Anshelm zögerte. Seit einer Weile schon gab es Gerüchte, daß sich Baron Dexter Nemrod von seinem Amt als Großinquisitor zurückziehen wollte. Ober einer der drei hier sein Amt übernehmen würde? Ganz ungeachtet davon, daß es ihm als neuem Hochgeweihten des Praios in Greifenfurt obliegen würde, zu entscheiden, ob Marcian schuldig war oder nicht. Bis sich noch einmal die Gelegenheit bieten würde, ein so hohes Tempelamt zu übernehmen, mochten Jahre vergehen. Anshelms Entscheidung stand fest.

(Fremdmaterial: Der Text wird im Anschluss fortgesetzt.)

use std::fs::File;
use std::io::{BufReader, BufWriter, Write};
use std::path::{Path, PathBuf};

use log::{debug, info};

use crate::models::document::MacAddressDocument;
use crate::models::format::OutputFormat;
use crate::models::mac_address::MacAddress;
use crate::{MacGenError, MacGenResult};

/// Write `addresses` to `base` plus each format's extension.
///
/// Every requested format is attempted, even after an earlier one failed.
/// Files already written are left in place. Returns the written paths, or the
/// first error encountered. Failures are logged at debug level only, reporting
/// the returned error is up to the caller.
///
/// # Arguments
///
/// * `addresses` - The addresses to write, in order.
/// * `base` - The output path without extension.
/// * `formats` - The formats to write, in order.
pub fn write(
    addresses: &[MacAddress],
    base: &Path,
    formats: &[OutputFormat],
) -> MacGenResult<Vec<PathBuf>> {
    if formats.is_empty() {
        return Err(MacGenError::ConfigurationError("No output format specified".into()));
    }

    let mut written = Vec::with_capacity(formats.len());
    let mut first_error = None;

    for &format in formats {
        let path = format.path_for(base);
        let result = match format {
            OutputFormat::Json => write_json(addresses, &path),
            OutputFormat::Csv => write_csv(addresses, &path),
        };

        match result {
            Ok(()) => {
                info!("Wrote {} MAC addresses to {}", addresses.len(), path.display());
                written.push(path);
            }
            Err(e) => {
                debug!("Failed to write {format} output to {}: {e}", path.display());
                first_error.get_or_insert(e);
            }
        }
    }

    match first_error {
        Some(e) => Err(e),
        None => Ok(written),
    }
}

/// Write `addresses` as a single CSV record, creating or truncating `path`.
pub fn write_csv(addresses: &[MacAddress], path: &Path) -> MacGenResult<()> {
    let file = File::create(path).map_err(|e| MacGenError::io(path, e))?;
    let mut writer = csv::WriterBuilder::new().has_headers(false).from_writer(file);

    writer.write_record(addresses.iter().map(|mac| mac.to_string()))?;
    writer.flush().map_err(|e| MacGenError::io(path, e))
}

/// Write `addresses` as `{"macAddress": [...]}` with 2-space indentation,
/// creating or truncating `path`.
pub fn write_json(addresses: &[MacAddress], path: &Path) -> MacGenResult<()> {
    let file = File::create(path).map_err(|e| MacGenError::io(path, e))?;
    let mut writer = BufWriter::new(file);

    let document = MacAddressDocument {
        mac_address: addresses.to_vec(),
    };
    serde_json::to_writer_pretty(&mut writer, &document)?;
    writer.flush().map_err(|e| MacGenError::io(path, e))
}

/// Read back a file produced by [`write_csv`].
pub fn read_csv(path: &Path) -> MacGenResult<Vec<MacAddress>> {
    let file = File::open(path).map_err(|e| MacGenError::io(path, e))?;
    let mut reader = csv::ReaderBuilder::new().has_headers(false).from_reader(file);

    let record = match reader.records().next() {
        Some(record) => record?,
        None => return Ok(Vec::new()),
    };
    let addresses = record.iter().map(str::parse).collect::<MacGenResult<Vec<MacAddress>>>()?;
    Ok(addresses)
}

/// Read back a file produced by [`write_json`].
pub fn read_json(path: &Path) -> MacGenResult<Vec<MacAddress>> {
    let file = File::open(path).map_err(|e| MacGenError::io(path, e))?;
    let document: MacAddressDocument = serde_json::from_reader(BufReader::new(file))?;
    Ok(document.mac_address)
}
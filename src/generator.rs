use std::time::{SystemTime, UNIX_EPOCH};

use log::debug;
use rand::rngs::StdRng;
use rand::{Rng, SeedableRng};

use crate::models::mac_address::{Delimiter, MacAddress};

/// Generates random MAC addresses from an injected random source.
///
/// Addresses are meant for testing and simulation. They carry no
/// cryptographic guarantee, are not checked for uniqueness and do not
/// respect vendor prefixes.
#[derive(Debug)]
pub struct MacGenerator<R> {
    rng: R,
}

impl MacGenerator<StdRng> {
    /// Create a generator whose output is fully determined by `seed`.
    pub fn seeded(seed: u64) -> Self {
        Self::new(StdRng::seed_from_u64(seed))
    }

    /// Create a generator seeded from the current system time.
    pub fn from_time() -> Self {
        let nanos = SystemTime::now()
            .duration_since(UNIX_EPOCH)
            .map(|d| d.as_nanos() as u64)
            .unwrap_or_default();
        Self::seeded(nanos)
    }
}

impl<R: Rng> MacGenerator<R> {
    pub fn new(rng: R) -> Self {
        Self { rng }
    }

    /// Generate `count` addresses, in generation order.
    ///
    /// Every octet is an independent uniform draw from `0..=255`. Duplicates
    /// are possible.
    pub fn generate(&mut self, count: usize, delimiter: Delimiter) -> Vec<MacAddress> {
        debug!("Generating {count} MAC addresses with delimiter '{delimiter}'");
        (0..count).map(|_| self.next_address(delimiter)).collect()
    }

    fn next_address(&mut self, delimiter: Delimiter) -> MacAddress {
        let octets: [u8; 6] = std::array::from_fn(|_| self.rng.random());
        MacAddress::new(octets, delimiter)
    }
}
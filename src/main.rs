use std::process::ExitCode;

use clap::{CommandFactory, Parser};
use mac_generator::{GeneratorConfig, MacGenResult, DEFAULT_COUNT};

/// Generate randomized MAC addresses and write them to CSV and/or JSON files.
#[derive(Parser)]
#[command(name = "mac-generator", author, version, about, long_about = None)]
struct Cli {
    /// Number of MAC addresses to generate
    #[arg(short = 'n', long, default_value_t = DEFAULT_COUNT, allow_negative_numbers = true)]
    number: i64,

    /// File format: csv, json, or "json,csv" to write both files
    #[arg(short = 'f', long, default_value = "csv")]
    format: String,

    /// Output file path and name without extension (required)
    #[arg(short = 'o', long)]
    out: Option<String>,

    /// Use hyphen (-) as delimiter in MAC addresses
    #[arg(long)]
    hyphen: bool,

    /// Seed the random source for reproducible output
    #[arg(long)]
    seed: Option<u64>,
}

fn main() -> ExitCode {
    env_logger::init_from_env(env_logger::Env::default().default_filter_or("warn"));

    // No flags at all behaves like --help, even with stray positional arguments.
    if std::env::args_os().skip(1).all(|arg| !arg.to_string_lossy().starts_with('-')) {
        return match Cli::command().print_help() {
            Ok(()) => ExitCode::SUCCESS,
            Err(_) => ExitCode::FAILURE,
        };
    }

    let cli = match Cli::try_parse() {
        Ok(cli) => cli,
        Err(e) => {
            let _ = e.print();
            return if e.use_stderr() {
                ExitCode::FAILURE
            } else {
                ExitCode::SUCCESS
            };
        }
    };

    let out = cli.out.clone().unwrap_or_default();
    match run(cli) {
        Ok(()) => {
            println!("MAC addresses successfully generated and written to {out}");
            ExitCode::SUCCESS
        }
        Err(e) => {
            eprintln!("Error: {e}");
            ExitCode::FAILURE
        }
    }
}

fn run(cli: Cli) -> MacGenResult<()> {
    let mut builder = GeneratorConfig::builder()
        .count(cli.number)
        .format(cli.format)
        .output(cli.out.unwrap_or_default())
        .hyphen(cli.hyphen);
    if let Some(seed) = cli.seed {
        builder = builder.seed(seed);
    }

    let config = builder.build()?;
    mac_generator::run(&config)?;
    Ok(())
}
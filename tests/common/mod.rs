use regex::Regex;
use tempfile::TempDir;

use mac_generator::Delimiter;

/// Scratch directory removed when the returned guard is dropped.
#[allow(dead_code)]
pub fn scratch_dir() -> TempDir {
    tempfile::tempdir().expect("Failed to create temporary directory")
}

/// Matches one full address: six lowercase hex octets joined by `delimiter`.
#[allow(dead_code)]
pub fn mac_pattern(delimiter: Delimiter) -> Regex {
    let sep = regex::escape(&delimiter.to_string());
    Regex::new(&format!("^[0-9a-f]{{2}}({sep}[0-9a-f]{{2}}){{5}}$")).unwrap()
}
pub mod ast;
#[cfg(feature = "cli")]
pub mod cli;
pub mod config;
pub mod layout;
pub mod layout_dump;
pub mod source;
pub mod text_metrics;
pub mod view_state;
pub mod visitor;

pub use ast::Node;
#[cfg(feature = "cli")]
pub use cli::run;
pub use config::{Config, SizingConfig, load_config};
pub use layout::{FittedText, SizingPass, TextMeasure, fit_text, size_tree};
pub use source::{SourceGen, SourceModel};
fn main() {
    if let Err(err) = lifeline_layout::run() {
        eprintln!("error: {err:#}");
        std::process::exit(1);
    }
}
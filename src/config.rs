use serde::{Deserialize, Serialize};
use std::path::{Path, PathBuf};
use thiserror::Error;

#[derive(Debug, Error)]
pub enum ConfigError {
    #[error("failed to read config {path}: {source}")]
    Io {
        path: PathBuf,
        #[source]
        source: std::io::Error,
    },
    #[error("failed to parse config {path}: {source}")]
    Parse {
        path: PathBuf,
        #[source]
        source: json5::Error,
    },
}

#[derive(Debug, Clone, Copy, PartialEq, Serialize, Deserialize)]
pub struct HorizontalPadding {
    pub left: f32,
    pub right: f32,
}

impl HorizontalPadding {
    pub fn total(&self) -> f32 {
        self.left + self.right
    }
}

#[derive(Debug, Clone, Copy, PartialEq, Serialize, Deserialize)]
pub struct Padding {
    pub top: f32,
    pub right: f32,
    pub bottom: f32,
    pub left: f32,
}

#[derive(Debug, Clone, Serialize, Deserialize)]
pub struct StatementConfig {
    /// Minimum statement width; also the lower bound handed to the fitter.
    pub width: f32,
    pub max_width: f32,
    pub height: f32,
    pub action_height: f32,
    pub padding: HorizontalPadding,
}

impl Default for StatementConfig {
    fn default() -> Self {
        Self {
            width: 120.0,
            max_width: 220.0,
            height: 30.0,
            action_height: 40.0,
            padding: HorizontalPadding {
                left: 5.0,
                right: 5.0,
            },
        }
    }
}

#[derive(Debug, Clone, Serialize, Deserialize)]
pub struct LifeLineConfig {
    pub width: f32,
    pub left_margin: f32,
    pub line_height: f32,
    pub header_height: f32,
    /// Horizontal space between neighbouring endpoint lanes.
    pub horizontal_gutter: f32,
}

impl Default for LifeLineConfig {
    fn default() -> Self {
        Self {
            width: 120.0,
            left_margin: 60.0,
            line_height: 240.0,
            header_height: 30.0,
            horizontal_gutter: 50.0,
        }
    }
}

#[derive(Debug, Clone, Serialize, Deserialize)]
pub struct PanelConfig {
    pub padding: Padding,
}

impl Default for PanelConfig {
    fn default() -> Self {
        Self {
            padding: Padding {
                top: 10.0,
                right: 60.0,
                bottom: 10.0,
                left: 60.0,
            },
        }
    }
}

#[derive(Debug, Clone, Serialize, Deserialize)]
pub struct PanelHeadingConfig {
    pub height: f32,
    pub padding: HorizontalPadding,
}

impl Default for PanelHeadingConfig {
    fn default() -> Self {
        Self {
            height: 35.0,
            padding: HorizontalPadding {
                left: 35.0,
                right: 35.0,
            },
        }
    }
}

#[derive(Debug, Clone, Serialize, Deserialize)]
pub struct FlowControlConfig {
    pub right_margin: f32,
    /// Added to a body's own left margin.
    pub left_margin: f32,
    /// Used when the body declares no left margin.
    pub left_margin_default: f32,
    pub condition_height: f32,
    pub foreach_height: f32,
    pub while_gap: f32,
    pub bottom_margin: f32,
}

impl Default for FlowControlConfig {
    fn default() -> Self {
        Self {
            right_margin: 50.0,
            left_margin: 50.0,
            left_margin_default: 60.0,
            condition_height: 60.0,
            foreach_height: 50.0,
            while_gap: 20.0,
            bottom_margin: 30.0,
        }
    }
}

#[derive(Debug, Clone, Serialize, Deserialize)]
pub struct TextConfig {
    pub font_family: String,
    pub font_size: f32,
    /// Measure with the calibrated glyph table instead of system fonts.
    pub fast_text_metrics: bool,
}

impl Default for TextConfig {
    fn default() -> Self {
        Self {
            font_family: "Roboto, Helvetica, Arial, sans-serif".to_string(),
            font_size: 14.0,
            fast_text_metrics: false,
        }
    }
}

#[derive(Debug, Clone, Default, Serialize, Deserialize)]
pub struct SizingConfig {
    pub statement: StatementConfig,
    pub life_line: LifeLineConfig,
    pub panel: PanelConfig,
    pub panel_heading: PanelHeadingConfig,
    pub flow_ctrl: FlowControlConfig,
    pub text: TextConfig,
}

#[derive(Debug, Clone, Serialize, Deserialize)]
pub struct DumpConfig {
    pub pretty: bool,
    /// Also emit the function sub-boxes and endpoint lanes.
    pub include_sub_boxes: bool,
}

impl Default for DumpConfig {
    fn default() -> Self {
        Self {
            pretty: false,
            include_sub_boxes: true,
        }
    }
}

#[derive(Debug, Clone, Default)]
pub struct Config {
    pub sizing: SizingConfig,
    pub dump: DumpConfig,
}

#[derive(Debug, Deserialize, Default)]
#[serde(rename_all = "camelCase", deny_unknown_fields)]
struct HorizontalPaddingFile {
    left: Option<f32>,
    right: Option<f32>,
}

#[derive(Debug, Deserialize, Default)]
#[serde(rename_all = "camelCase", deny_unknown_fields)]
struct PaddingFile {
    top: Option<f32>,
    right: Option<f32>,
    bottom: Option<f32>,
    left: Option<f32>,
}

#[derive(Debug, Deserialize, Default)]
#[serde(deny_unknown_fields)]
struct HeightFile {
    height: Option<f32>,
}

#[derive(Debug, Deserialize, Default)]
#[serde(deny_unknown_fields)]
struct GutterFile {
    h: Option<f32>,
}

#[derive(Debug, Deserialize, Default)]
#[serde(rename_all = "camelCase", deny_unknown_fields)]
struct StatementConfigFile {
    width: Option<f32>,
    max_width: Option<f32>,
    height: Option<f32>,
    action_height: Option<f32>,
    padding: Option<HorizontalPaddingFile>,
}

#[derive(Debug, Deserialize, Default)]
#[serde(rename_all = "camelCase", deny_unknown_fields)]
struct LifeLineConfigFile {
    width: Option<f32>,
    left_margin: Option<f32>,
    line: Option<HeightFile>,
    header: Option<HeightFile>,
    gutter: Option<GutterFile>,
    line_height: Option<f32>,
    header_height: Option<f32>,
    horizontal_gutter: Option<f32>,
}

#[derive(Debug, Deserialize, Default)]
#[serde(rename_all = "camelCase", deny_unknown_fields)]
struct PanelConfigFile {
    padding: Option<PaddingFile>,
}

#[derive(Debug, Deserialize, Default)]
#[serde(rename_all = "camelCase", deny_unknown_fields)]
struct PanelHeadingConfigFile {
    height: Option<f32>,
    padding: Option<HorizontalPaddingFile>,
}

#[derive(Debug, Deserialize, Default)]
#[serde(rename_all = "camelCase", deny_unknown_fields)]
struct FlowControlConfigFile {
    right_margin: Option<f32>,
    left_margin: Option<f32>,
    left_margin_default: Option<f32>,
    condition: Option<HeightFile>,
    foreach: Option<HeightFile>,
    condition_height: Option<f32>,
    foreach_height: Option<f32>,
    while_gap: Option<f32>,
    bottom_margin: Option<f32>,
}

#[derive(Debug, Deserialize, Default)]
#[serde(rename_all = "camelCase", deny_unknown_fields)]
struct TextConfigFile {
    font_family: Option<String>,
    font_size: Option<f32>,
    fast_text_metrics: Option<bool>,
}

#[derive(Debug, Deserialize, Default)]
#[serde(rename_all = "camelCase", deny_unknown_fields)]
struct DumpConfigFile {
    pretty: Option<bool>,
    include_sub_boxes: Option<bool>,
}

#[derive(Debug, Deserialize, Default)]
#[serde(rename_all = "camelCase", deny_unknown_fields)]
struct ConfigFile {
    statement: Option<StatementConfigFile>,
    life_line: Option<LifeLineConfigFile>,
    panel: Option<PanelConfigFile>,
    panel_heading: Option<PanelHeadingConfigFile>,
    #[serde(alias = "flowControl")]
    flow_ctrl: Option<FlowControlConfigFile>,
    text: Option<TextConfigFile>,
    dump: Option<DumpConfigFile>,
}

pub fn load_config(path: Option<&Path>) -> Result<Config, ConfigError> {
    let Some(path) = path else {
        return Ok(Config::default());
    };

    let contents = std::fs::read_to_string(path).map_err(|source| ConfigError::Io {
        path: path.to_path_buf(),
        source,
    })?;
    let config = parse_config(&contents).map_err(|source| ConfigError::Parse {
        path: path.to_path_buf(),
        source,
    })?;
    tracing::debug!(path = %path.display(), "loaded sizing config");
    Ok(config)
}

/// Applies a JSON5 override document on top of the defaults. Fields the
/// document leaves out keep their default value.
pub fn parse_config(contents: &str) -> Result<Config, json5::Error> {
    let parsed: ConfigFile = json5::from_str(contents)?;
    let mut config = Config::default();
    let sizing = &mut config.sizing;

    if let Some(statement) = parsed.statement {
        if let Some(v) = statement.width {
            sizing.statement.width = v;
        }
        if let Some(v) = statement.max_width {
            sizing.statement.max_width = v;
        }
        if let Some(v) = statement.height {
            sizing.statement.height = v;
        }
        if let Some(v) = statement.action_height {
            sizing.statement.action_height = v;
        }
        if let Some(padding) = statement.padding {
            merge_horizontal_padding(&mut sizing.statement.padding, padding);
        }
    }

    if let Some(life_line) = parsed.life_line {
        if let Some(v) = life_line.width {
            sizing.life_line.width = v;
        }
        if let Some(v) = life_line.left_margin {
            sizing.life_line.left_margin = v;
        }
        if let Some(v) = nested_height(life_line.line).or(life_line.line_height) {
            sizing.life_line.line_height = v;
        }
        if let Some(v) = nested_height(life_line.header).or(life_line.header_height) {
            sizing.life_line.header_height = v;
        }
        let gutter = life_line.gutter.and_then(|gutter| gutter.h);
        if let Some(v) = gutter.or(life_line.horizontal_gutter) {
            sizing.life_line.horizontal_gutter = v;
        }
    }

    if let Some(padding) = parsed.panel.and_then(|panel| panel.padding) {
        let target = &mut sizing.panel.padding;
        if let Some(v) = padding.top {
            target.top = v;
        }
        if let Some(v) = padding.right {
            target.right = v;
        }
        if let Some(v) = padding.bottom {
            target.bottom = v;
        }
        if let Some(v) = padding.left {
            target.left = v;
        }
    }

    if let Some(heading) = parsed.panel_heading {
        if let Some(v) = heading.height {
            sizing.panel_heading.height = v;
        }
        if let Some(padding) = heading.padding {
            merge_horizontal_padding(&mut sizing.panel_heading.padding, padding);
        }
    }

    if let Some(flow) = parsed.flow_ctrl {
        if let Some(v) = flow.right_margin {
            sizing.flow_ctrl.right_margin = v;
        }
        if let Some(v) = flow.left_margin {
            sizing.flow_ctrl.left_margin = v;
        }
        if let Some(v) = flow.left_margin_default {
            sizing.flow_ctrl.left_margin_default = v;
        }
        if let Some(v) = nested_height(flow.condition).or(flow.condition_height) {
            sizing.flow_ctrl.condition_height = v;
        }
        if let Some(v) = nested_height(flow.foreach).or(flow.foreach_height) {
            sizing.flow_ctrl.foreach_height = v;
        }
        if let Some(v) = flow.while_gap {
            sizing.flow_ctrl.while_gap = v;
        }
        if let Some(v) = flow.bottom_margin {
            sizing.flow_ctrl.bottom_margin = v;
        }
    }

    if let Some(text) = parsed.text {
        if let Some(v) = text.font_family {
            sizing.text.font_family = v;
        }
        if let Some(v) = text.font_size {
            sizing.text.font_size = v;
        }
        if let Some(v) = text.fast_text_metrics {
            sizing.text.fast_text_metrics = v;
        }
    }

    if let Some(dump) = parsed.dump {
        if let Some(v) = dump.pretty {
            config.dump.pretty = v;
        }
        if let Some(v) = dump.include_sub_boxes {
            config.dump.include_sub_boxes = v;
        }
    }

    Ok(config)
}

fn nested_height(file: Option<HeightFile>) -> Option<f32> {
    file.and_then(|file| file.height)
}

fn merge_horizontal_padding(target: &mut HorizontalPadding, file: HorizontalPaddingFile) {
    if let Some(v) = file.left {
        target.left = v;
    }
    if let Some(v) = file.right {
        target.right = v;
    }
}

»Ehrwürdige Meister, ich fühle mich zutiefst geehrt durch das Vertrauen, daß Ihr, trotz meines niedrigen Ranges in der Geweihtenschaft, in mich setzt. Ich werde versuchen, Eure Erwartungen nach bestem Wissen und zur Ehre unseres Gottes zu erfüllen.«

»Gut, Bruder Anshelm.« Roderick lächelte zufrieden. »So begebe dich nun in deine Kammer, um für die Reise zu packen, und beeile dich, denn im Hof erwarten dich schon ein Pferd und drei Ritter der Tempelgarde, zu deinem Schutz. Du mußt der Reichsstraße nach Angbar folgen, und sobald du auf die Breite triffst, gen Norden reiten. Dann wirst du auf den Prinzen und seine Armee stoßen. Möge das Licht des Praios immer auf deinen Wegen scheinen.«

»Ihr ehrt mich durch Euer Vertrauen und Euren Großmut.« Anshelm verbeugte sich vor den drei Würdenträgern und verließ dann eiligen Schrittes den Saal.

3

»Glaubst du, daß ich Unglück bringe?«

Marcian lag erschöpft vom Liebesspiel neben Cindira und starrte die hohe Decke seines Turmgemachs an.

»Mir hast du noch kein Unglück gebracht.«

Der Inquisitor drehte sich um und strich der Südländerin sanft über ihr rabenschwarzes Haar.